Spending more than expected and delivering less means
that the Department has not provided value for money."
Amyas Morse, head of the National Audit Office, 25 May
2011
The Mortgage Rescue Scheme, launched in
January 2009 by the Department for Communities and Local
Government, in two years achieved fewer than half of the rescues
expected. The National Audit Office has reported that the
Department directly helped 2,600 households avoid repossession and
homelessness at a cost of in excess of £240 million - but it
originally expected to help 6,000 households for £205 million.
Today’s report concludes that the Department
did not adequately test the assumptions underpinning the Scheme’s
business case, and that it could have acted earlier to improve
value for money.
The Department believes that the Scheme is
likely to have some wider preventive impacts because homeowners
receive advice and support, but it cannot quantify this positive
impact.
Under the Scheme, vulnerable homeowners at
imminent risk of repossession who fulfil the eligibility criteria
can apply to housing associations to provide them with an equity
loan to help them reduce their monthly mortgage payments and retain
ownership; or, alternatively, to purchase the home outright with
the former owner remaining in the house as a tenant.

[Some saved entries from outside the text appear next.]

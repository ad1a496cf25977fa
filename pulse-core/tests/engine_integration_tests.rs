//! End-to-end tests of the running engine
//!
//! These tests verify:
//! 1. Every consumer observes strictly increasing tick ordinals
//! 2. start/stop are idempotent and stop halts ticking
//! 3. Tick period changes are validated and applied while running
//! 4. A failing instrument is isolated and marked stale
//! 5. A slow callback consumer never holds up the scheduler, even on a
//!    single-threaded runtime
//! 6. Engines can be started with an explicit period

use parking_lot::Mutex;
use pulse_core::engine::{Engine, EngineBuilder};
use pulse_core::testing::{seeded_config, FailingPriceModel};
use pulse_core::EngineError;
use std::sync::atomic::{AtomicU64, Ordering};
use std::sync::Arc;
use std::time::Duration;

fn fast_engine(seed: u64, period_ms: u64) -> Engine {
    let mut config = seeded_config(seed);
    config.engine.tick_period_ms = period_ms;
    Engine::new(config).unwrap()
}

fn strictly_increasing(ticks: &[u64]) -> bool {
    ticks.windows(2).all(|w| w[0] < w[1])
}

#[tokio::test(start_paused = true)]
async fn test_consumers_see_monotonic_ticks() {
    let engine = fast_engine(1, 100);

    let mut pull = engine.subscribe("pull");
    let pulled = tokio::spawn(async move {
        let mut seen = Vec::new();
        while let Some(snapshot) = pull.next().await {
            seen.push(snapshot.tick);
            if seen.len() == 8 {
                break;
            }
        }
        seen
    });

    let pushed = Arc::new(Mutex::new(Vec::new()));
    let sink = Arc::clone(&pushed);
    let handle = engine
        .subscribe_fn("push", move |snapshot, _| sink.lock().push(snapshot.tick))
        .unwrap();

    assert_eq!(engine.start(), Ok(true));
    tokio::time::sleep(Duration::from_millis(1_050)).await;
    engine.shutdown().await;

    let pulled = pulled.await.unwrap();
    assert_eq!(pulled.len(), 8);
    assert!(strictly_increasing(&pulled));

    let pushed = pushed.lock().clone();
    assert!(!pushed.is_empty());
    assert!(strictly_increasing(&pushed));

    handle.unsubscribe();
    assert_eq!(engine.hub().subscriber_count(), 0);
}

#[tokio::test(start_paused = true)]
async fn test_start_stop_idempotent() {
    let engine = fast_engine(2, 100);

    assert_eq!(engine.start(), Ok(true));
    assert_eq!(engine.start(), Ok(false));
    assert!(engine.is_running());

    tokio::time::sleep(Duration::from_millis(350)).await;
    assert!(engine.stop());
    assert!(!engine.stop());

    let frozen = engine.latest_snapshot().tick;
    assert!(frozen >= 3);
    tokio::time::sleep(Duration::from_millis(1_000)).await;
    assert_eq!(engine.latest_snapshot().tick, frozen);
    assert!(!engine.is_running());
}

#[tokio::test(start_paused = true)]
async fn test_restart_continues_ordinals() {
    let engine = fast_engine(3, 100);

    engine.start().unwrap();
    tokio::time::sleep(Duration::from_millis(250)).await;
    engine.shutdown().await;
    let first_run = engine.latest_snapshot().tick;

    engine.start().unwrap();
    tokio::time::sleep(Duration::from_millis(250)).await;
    engine.shutdown().await;

    assert!(engine.latest_snapshot().tick > first_run);
}

#[tokio::test(start_paused = true)]
async fn test_set_tick_period_while_running() {
    let engine = fast_engine(4, 100);
    engine.start().unwrap();

    tokio::time::sleep(Duration::from_millis(50)).await;
    let err = engine.set_tick_period(5).unwrap_err();
    assert!(matches!(err, EngineError::TickPeriodOutOfRange { period_ms: 5, .. }));
    assert_eq!(engine.tick_period(), Duration::from_millis(100));

    engine.set_tick_period(1_000).unwrap();
    // Pending firing at 100ms still happens, then one per second
    tokio::time::sleep(Duration::from_millis(100)).await;
    let after_change = engine.latest_snapshot().tick;
    assert_eq!(after_change, 1);

    tokio::time::sleep(Duration::from_millis(2_000)).await;
    assert_eq!(engine.latest_snapshot().tick, after_change + 2);

    engine.shutdown().await;
}

#[tokio::test(start_paused = true)]
async fn test_failing_instrument_marked_stale() {
    let mut config = seeded_config(5);
    config.engine.tick_period_ms = 100;
    let bad = config.instruments[2].symbol.clone();

    let engine = EngineBuilder::new(config)
        .price_model(FailingPriceModel::for_symbol(bad.clone()))
        .build()
        .unwrap();

    engine.start().unwrap();
    tokio::time::sleep(Duration::from_millis(550)).await;
    engine.shutdown().await;

    let snapshot = engine.latest_snapshot();
    assert!(snapshot.tick >= 5);

    let failed = snapshot.instrument(&bad).unwrap();
    assert!(failed.stale);
    assert_eq!(failed.price.price, failed.instrument.baseline_price);

    for view in snapshot.instruments.iter().filter(|i| i.instrument.symbol != bad) {
        assert!(!view.stale);
        assert!(!view.chart.is_empty());
        assert_eq!(view.chart.last().unwrap().price, view.price.price);
    }

    let failures = engine
        .metrics()
        .step_failures
        .with_label_values(&[bad.as_str()])
        .get();
    assert_eq!(failures, snapshot.tick);
}

#[tokio::test(flavor = "multi_thread", worker_threads = 2)]
async fn test_slow_callback_does_not_block_scheduler() {
    let engine = fast_engine(6, 20);
    let calls = Arc::new(AtomicU64::new(0));
    let last_seen = Arc::new(AtomicU64::new(0));

    let counter = Arc::clone(&calls);
    let seen = Arc::clone(&last_seen);
    let handle = engine
        .subscribe_fn("slow", move |snapshot, _| {
            let previous = seen.swap(snapshot.tick, Ordering::SeqCst);
            assert!(snapshot.tick > previous);
            counter.fetch_add(1, Ordering::SeqCst);
            std::thread::sleep(Duration::from_millis(200));
        })
        .unwrap();

    engine.start().unwrap();
    tokio::time::sleep(Duration::from_millis(600)).await;
    engine.stop();
    handle.unsubscribe();

    let published = engine.metrics().ticks_published.get();
    let delivered = calls.load(Ordering::SeqCst);
    assert!(published >= 10, "scheduler stalled: {} ticks", published);
    assert!(delivered <= 4, "slow consumer saw {} snapshots", delivered);
    assert!(delivered < published);
}

#[tokio::test(flavor = "current_thread")]
async fn test_slow_callback_on_single_thread_runtime() {
    let engine = fast_engine(8, 20);
    let calls = Arc::new(AtomicU64::new(0));

    let counter = Arc::clone(&calls);
    let handle = engine
        .subscribe_fn("blocking", move |_, _| {
            counter.fetch_add(1, Ordering::SeqCst);
            std::thread::sleep(Duration::from_millis(200));
        })
        .unwrap();

    engine.start().unwrap();
    tokio::time::sleep(Duration::from_millis(600)).await;
    engine.stop();
    handle.unsubscribe();

    let published = engine.metrics().ticks_published.get();
    let delivered = calls.load(Ordering::SeqCst);
    assert!(published >= 15, "scheduler stalled: {} ticks", published);
    assert!(delivered >= 1);
    assert!(delivered <= 4, "slow consumer saw {} snapshots", delivered);
}

#[tokio::test(start_paused = true)]
async fn test_selection_does_not_touch_engine() {
    let engine = fast_engine(7, 100);
    let mut a = engine.subscribe("a");
    let mut b = engine.subscribe("b");

    a.select_instrument("TSLA").unwrap();
    b.select_instrument("BTC-USD").unwrap();
    assert!(a.select_instrument("DOGE").is_err());

    let before = engine.latest_snapshot();
    engine.start().unwrap();
    let snapshot = a.next().await.unwrap();
    engine.shutdown().await;

    assert_eq!(a.selected(&snapshot).unwrap().instrument.symbol, "TSLA");
    assert_eq!(b.selected(&snapshot).unwrap().instrument.symbol, "BTC-USD");
    assert_eq!(snapshot.instruments.len(), before.instruments.len());
}

#[tokio::test(start_paused = true)]
async fn test_start_with_explicit_period() {
    let engine = fast_engine(9, 1_000);
    assert!(engine.start_with_period(1).is_err());
    assert!(!engine.is_running());

    assert_eq!(engine.start_with_period(250), Ok(true));
    assert_eq!(engine.tick_period(), Duration::from_millis(250));

    tokio::time::sleep(Duration::from_millis(1_100)).await;
    engine.shutdown().await;
    assert_eq!(engine.latest_snapshot().tick, 4);
}
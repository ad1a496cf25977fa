//! Market-state building blocks used by the tick pipeline
//!
//! - `registry`: static instrument catalog
//! - `price`: bounded random-walk price process
//! - `orderbook`: synthetic depth ladder
//! - `window`: bucket-keyed sliding window (chart series, metric histories)
//! - `event_log`: capped most-recent-first log (trades, insights)
//! - `kpi`: rolled-up business metrics

pub mod event_log;
pub mod kpi;
pub mod orderbook;
pub mod price;
pub mod registry;
pub mod window;

pub use event_log::BoundedLog;
pub use kpi::{LiquidityInput, MetricKey, MetricPoint, MetricSample, MetricsAggregator, TickInputs};
pub use orderbook::{synthesize, OrderBook, OrderBookLevel};
pub use price::{PriceModel, RandomWalk};
pub use registry::InstrumentRegistry;
pub use window::{AppendOutcome, Bucketed, SlidingWindow};

use crate::core::{ChartPoint, TimeBucket};

impl Bucketed for ChartPoint {
    fn bucket(&self) -> TimeBucket {
        self.bucket
    }
}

The Department misjudged what the levels of
demand would be for the respective types of rescue. It thought that
most households would choose to take an equity loan through the
Scheme, the cheaper option for the taxpayer. In the event, hardly
any did. Instead, nearly all households using the Scheme have sold
their house to a housing association and stayed on as tenants. This
is a much more expensive option for the taxpayer. As a result, the
average cost of each completed rescue has been much higher than
expected - £93,000, compared with £34,000.
The Department does not have enough
information to say why so few households took the equity loan
route. Some households may have benefited from lenders’ forbearance
instead and not needed to access the Scheme. Others may not have
been able to fulfill all the criteria for participation in the
Scheme. In some cases householders may have chosen to relinquish
homeownership. The report also concludes that the Department could
have made a more accurate assessment at the outset had it made
better use of all the information available.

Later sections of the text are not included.